These studies test drug efficacy, that is, how well the drug can hit its intended target and
inhibit disease initiation and/or progression. They also can help predict and/or identify drugrelated
toxicities. If these studies are successful (the drug has high efficacy and low toxicity),
then data collected can be used to support an IND that if approved will allow for subsequent
testing of the drug, in this diagram termed the candidate, in patients. (Adapted from
Hughes JP, et al., Br J Pharmacol, 162, 1239–49, 2011.)

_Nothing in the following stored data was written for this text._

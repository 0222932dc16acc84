use campus_core::db::open_db_in_memory;
use campus_core::{
    DepartmentDraft, DepartmentRepository, EntityId, ProfessorDraft, ProfessorRepository,
    SqliteDepartmentRepository, SqliteProfessorRepository, SqliteUniversityRepository,
    StoreError, UniversityDraft, UniversityRepository,
};
use chrono::NaiveDate;
use rusqlite::Connection;
use std::sync::Arc;

fn seed_department(conn: &Connection, name: &str) -> EntityId {
    let university_id = SqliteUniversityRepository::try_new(conn)
        .unwrap()
        .add(&mut UniversityDraft::new("PSTU", "Perm"))
        .unwrap();
    SqliteDepartmentRepository::try_new(conn)
        .unwrap()
        .add(&mut DepartmentDraft::new(name, university_id))
        .unwrap()
}

fn ivan(department_id: EntityId) -> ProfessorDraft {
    ProfessorDraft::new(
        "Ivan",
        "+79998884334",
        "PhD in Computer Science",
        NaiveDate::from_ymd_opt(1970, 1, 1).unwrap(),
        department_id,
    )
}

#[test]
fn get_by_id_materializes_department_and_university() {
    let conn = open_db_in_memory().unwrap();
    let department_id = seed_department(&conn, "ITAS");
    let repo = SqliteProfessorRepository::try_new(&conn).unwrap();

    let mut draft = ivan(department_id);
    let id = repo.add(&mut draft).unwrap();
    assert_eq!(draft.id, Some(id));

    let full = repo.get_by_id(id).unwrap().unwrap();
    assert_eq!(full.name, "Ivan");
    assert_eq!(full.phone_number, "+79998884334");
    assert_eq!(full.degree, "PhD in Computer Science");
    assert_eq!(full.birthday, NaiveDate::from_ymd_opt(1970, 1, 1).unwrap());
    assert_eq!(full.department.id, department_id);
    assert_eq!(full.department.name, "ITAS");
    assert_eq!(full.department.university.name, "PSTU");
}

#[test]
fn add_without_birthday_is_store_error() {
    let conn = open_db_in_memory().unwrap();
    let department_id = seed_department(&conn, "ITAS");
    let repo = SqliteProfessorRepository::try_new(&conn).unwrap();

    let mut draft = ivan(department_id);
    draft.birthday = None;
    assert!(matches!(repo.add(&mut draft).unwrap_err(), StoreError::Db(_)));
}

#[test]
fn get_shares_department_and_university_instances() {
    let conn = open_db_in_memory().unwrap();
    let department_id = seed_department(&conn, "ITAS");
    let repo = SqliteProfessorRepository::try_new(&conn).unwrap();

    repo.add(&mut ivan(department_id)).unwrap();
    let mut petr = ivan(department_id);
    petr.name = Some("Petr".to_string());
    repo.add(&mut petr).unwrap();

    let all = repo.get().unwrap();
    assert_eq!(all.len(), 2);
    assert!(Arc::ptr_eq(&all[0].department, &all[1].department));
    assert!(Arc::ptr_eq(
        &all[0].department.university,
        &all[1].department.university
    ));
    assert_eq!(all[1].department_id(), department_id);
}

#[test]
fn update_overwrites_every_column() {
    let conn = open_db_in_memory().unwrap();
    let first_department = seed_department(&conn, "ITAS");
    let second_department = seed_department(&conn, "AT");
    let repo = SqliteProfessorRepository::try_new(&conn).unwrap();

    let mut draft = ivan(first_department);
    let id = repo.add(&mut draft).unwrap();

    draft.degree = Some("Doctor of Science".to_string());
    draft.birthday = NaiveDate::from_ymd_opt(1971, 2, 3);
    draft.department_id = Some(second_department);
    assert!(repo.update(&draft).unwrap());

    let full = repo.get_by_id(id).unwrap().unwrap();
    assert_eq!(full.degree, "Doctor of Science");
    assert_eq!(full.birthday, NaiveDate::from_ymd_opt(1971, 2, 3).unwrap());
    assert_eq!(full.department.id, second_department);
    assert_eq!(full.department.name, "AT");
}

#[test]
fn delete_reports_presence() {
    let conn = open_db_in_memory().unwrap();
    let department_id = seed_department(&conn, "ITAS");
    let repo = SqliteProfessorRepository::try_new(&conn).unwrap();

    let id = repo.add(&mut ivan(department_id)).unwrap();
    assert!(repo.delete(id).unwrap());
    assert!(repo.get_by_id(id).unwrap().is_none());
    assert!(!repo.delete(id).unwrap());
    assert!(repo.get().unwrap().is_empty());
}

As mentioned above, cell line and animal models that were developed to validate
a drug target as playing a causative role in disease initiation and/or progression
are extremely useful for testing drug efficacy in preclinical studies; the presence of
the target has already been confirmed in these models, and researchers will have
already established the sequence and timing of molecular and pathophysiological
changes that are associated with disease initiation and progression. Ideal cell lines
and animal models that have polymorphic variants of the target that are prevalent in
the patient population will have also been developed so that the impact of these on
drug efficacy can be assessed. In addition to assessing drug efficacy, identification
and minimization of the likelihood of ADR is a major focus during preclinical studies.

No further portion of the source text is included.